In the recording of the meeting with the Feeding Our Future representatives, Ellison seems to treat the group as a legitimate organization, does not acknowledge that they are under federal investigation, says he is there to “help” them, and even hints that if he speaks to his office, he could get that investigation dropped.
NEW: Minnesota AG Keith Ellison has suggested the Feeding Our Future fraudsters who siphoned $250 million in federal child nutrition funds under his office's nose would have gotten away with it if not for his help with an FBI investigation.

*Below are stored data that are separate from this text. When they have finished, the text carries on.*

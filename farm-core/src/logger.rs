use anyhow::{Context, Result};
use chrono::Local;
use nu_ansi_term::{Color, Style};
use std::fmt;
use std::fs::File;
use std::io::BufWriter;
use tracing::{Event, Subscriber};
use tracing_appender::non_blocking::WorkerGuard;
use tracing_subscriber::{
    fmt::{format::Writer, FmtContext, FormatEvent, FormatFields},
    prelude::*,
    registry::LookupSpan,
    Layer,
};

/// Console + rolling-file logging. Per-task outcomes and cycle reports log
/// under the `cycle` target at INFO; everything else stays quiet unless it
/// warns. The returned guard must stay alive for the run.
pub fn setup_logger() -> Option<WorkerGuard> {
    std::fs::create_dir_all("logs").ok();

    let file_appender = tracing_appender::rolling::daily("logs", "farm");
    let (non_blocking, guard) = tracing_appender::non_blocking(file_appender);

    let file_filter = tracing_subscriber::filter::Targets::new()
        .with_target("cycle", tracing::Level::INFO)
        .with_default(tracing::Level::WARN);

    let file_layer = tracing_subscriber::fmt::layer()
        .with_writer(non_blocking)
        .with_ansi(false)
        .event_format(FileFormatter)
        .with_filter(file_filter);

    let console_filter = tracing_subscriber::filter::Targets::new()
        .with_target("cycle", tracing::Level::INFO)
        .with_default(tracing::Level::WARN);

    let console_layer = tracing_subscriber::fmt::layer()
        .with_writer(std::io::stdout)
        .with_ansi(true)
        .event_format(TerminalFormatter)
        .with_filter(console_filter);

    tracing_subscriber::registry()
        .with(file_layer)
        .with(console_layer)
        .init();

    Some(guard)
}

/// File-only variant for tests and one-off runs.
pub fn setup_logger_with_file(log_path: &str) -> Result<WorkerGuard> {
    let file = File::create(log_path).context("Failed to create log file")?;
    let (non_blocking, guard) = tracing_appender::non_blocking(BufWriter::new(file));

    let subscriber = tracing_subscriber::registry().with(
        tracing_subscriber::fmt::layer()
            .with_writer(non_blocking)
            .with_ansi(false)
            .event_format(FileFormatter),
    );

    tracing::subscriber::set_global_default(subscriber)
        .context("Failed to set global subscriber")?;

    Ok(guard)
}

struct MessageVisitor {
    message: String,
}

impl tracing::field::Visit for MessageVisitor {
    fn record_debug(&mut self, field: &tracing::field::Field, value: &dyn fmt::Debug) {
        if field.name() == "message" {
            self.message = format!("{:?}", value);
        }
    }
    fn record_str(&mut self, field: &tracing::field::Field, value: &str) {
        if field.name() == "message" {
            self.message = value.to_string();
        }
    }
}

pub struct TerminalFormatter;

impl<S, N> FormatEvent<S, N> for TerminalFormatter
where
    S: Subscriber + for<'a> LookupSpan<'a>,
    N: for<'a> FormatFields<'a> + 'static,
{
    fn format_event(
        &self,
        _ctx: &FmtContext<'_, S, N>,
        mut writer: Writer<'_>,
        event: &Event<'_>,
    ) -> fmt::Result {
        let mut visitor = MessageVisitor {
            message: String::new(),
        };
        event.record(&mut visitor);
        let msg = visitor.message;

        let colored = if msg.contains("SUCCESS") {
            let green = Style::new().fg(Color::LightGreen).bold();
            msg.replace("SUCCESS", &format!("{}", green.paint("SUCCESS")))
        } else if msg.contains("FAILED") {
            let red = Style::new().fg(Color::LightRed).bold();
            msg.replace("FAILED", &format!("{}", red.paint("FAILED")))
        } else if msg.contains("STALLED") {
            let yellow = Style::new().fg(Color::LightYellow).bold();
            msg.replace("STALLED", &format!("{}", yellow.paint("STALLED")))
        } else {
            msg
        };

        writeln!(writer, "{}", colored)
    }
}

pub struct FileFormatter;

impl<S, N> FormatEvent<S, N> for FileFormatter
where
    S: Subscriber + for<'a> LookupSpan<'a>,
    N: for<'a> FormatFields<'a> + 'static,
{
    fn format_event(
        &self,
        _ctx: &FmtContext<'_, S, N>,
        mut writer: Writer<'_>,
        event: &Event<'_>,
    ) -> fmt::Result {
        let timestamp = Local::now().format("%Y-%m-%d %H:%M:%S");
        let level = event.metadata().level();

        write!(writer, "{} [{}] ", timestamp, level)?;

        let mut visitor = MessageVisitor {
            message: String::new(),
        };
        event.record(&mut visitor);
        writeln!(writer, "{}", visitor.message)
    }
}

— Washington Free Beacon (@FreeBeacon) April 23, 2025
Then a leaked audio recording showed… pic.twitter.com/xXw1dFaXka
Ellison has also said that he has never taken anything from Feeding Our Future, but the Washington Free Beacon reports that only nine days after his late 2021 meeting with the group, his campaign accepted a total of $10,000 from the men who were in the meeting.
The high Democrat official, though, is now trying to explain this audio away and scrambling to show how it fits into his claim that he spent two years working with the feds to prosecute the very group he was meeting with only nine months before he claimed he had spent two years investigating them.
In an op-ed published Monday by the Minnesota Star Tribune, Ellison waved off criticism by trying to claim the meeting was “routine,” and is something he would do for any constituent in keeping with his “open door” policy.
He also tried to claim that when he took the meeting, he was not that intimately familiar with the charity and that “Feeding Our Future still wasn’t a household name.” And he admitted in his op-ed that he was unfamiliar with the accusations against the group. Indeed, in his op-ed, Ellison claims that “it wasn’t until a month after this December 2021 meeting that the scandal started to take shape in earnest.”
That would put the meeting well inside the “two years” that Ellison first claimed he was already working with the feds to investigate the charity.
Whatever the case, in his op-ed Ellison avoided trying to square his 2022 claim that he had already spent two years investigating the fraud of Feeding Our Future with the fact that he promised to help them during a meeting he held with them in 2021.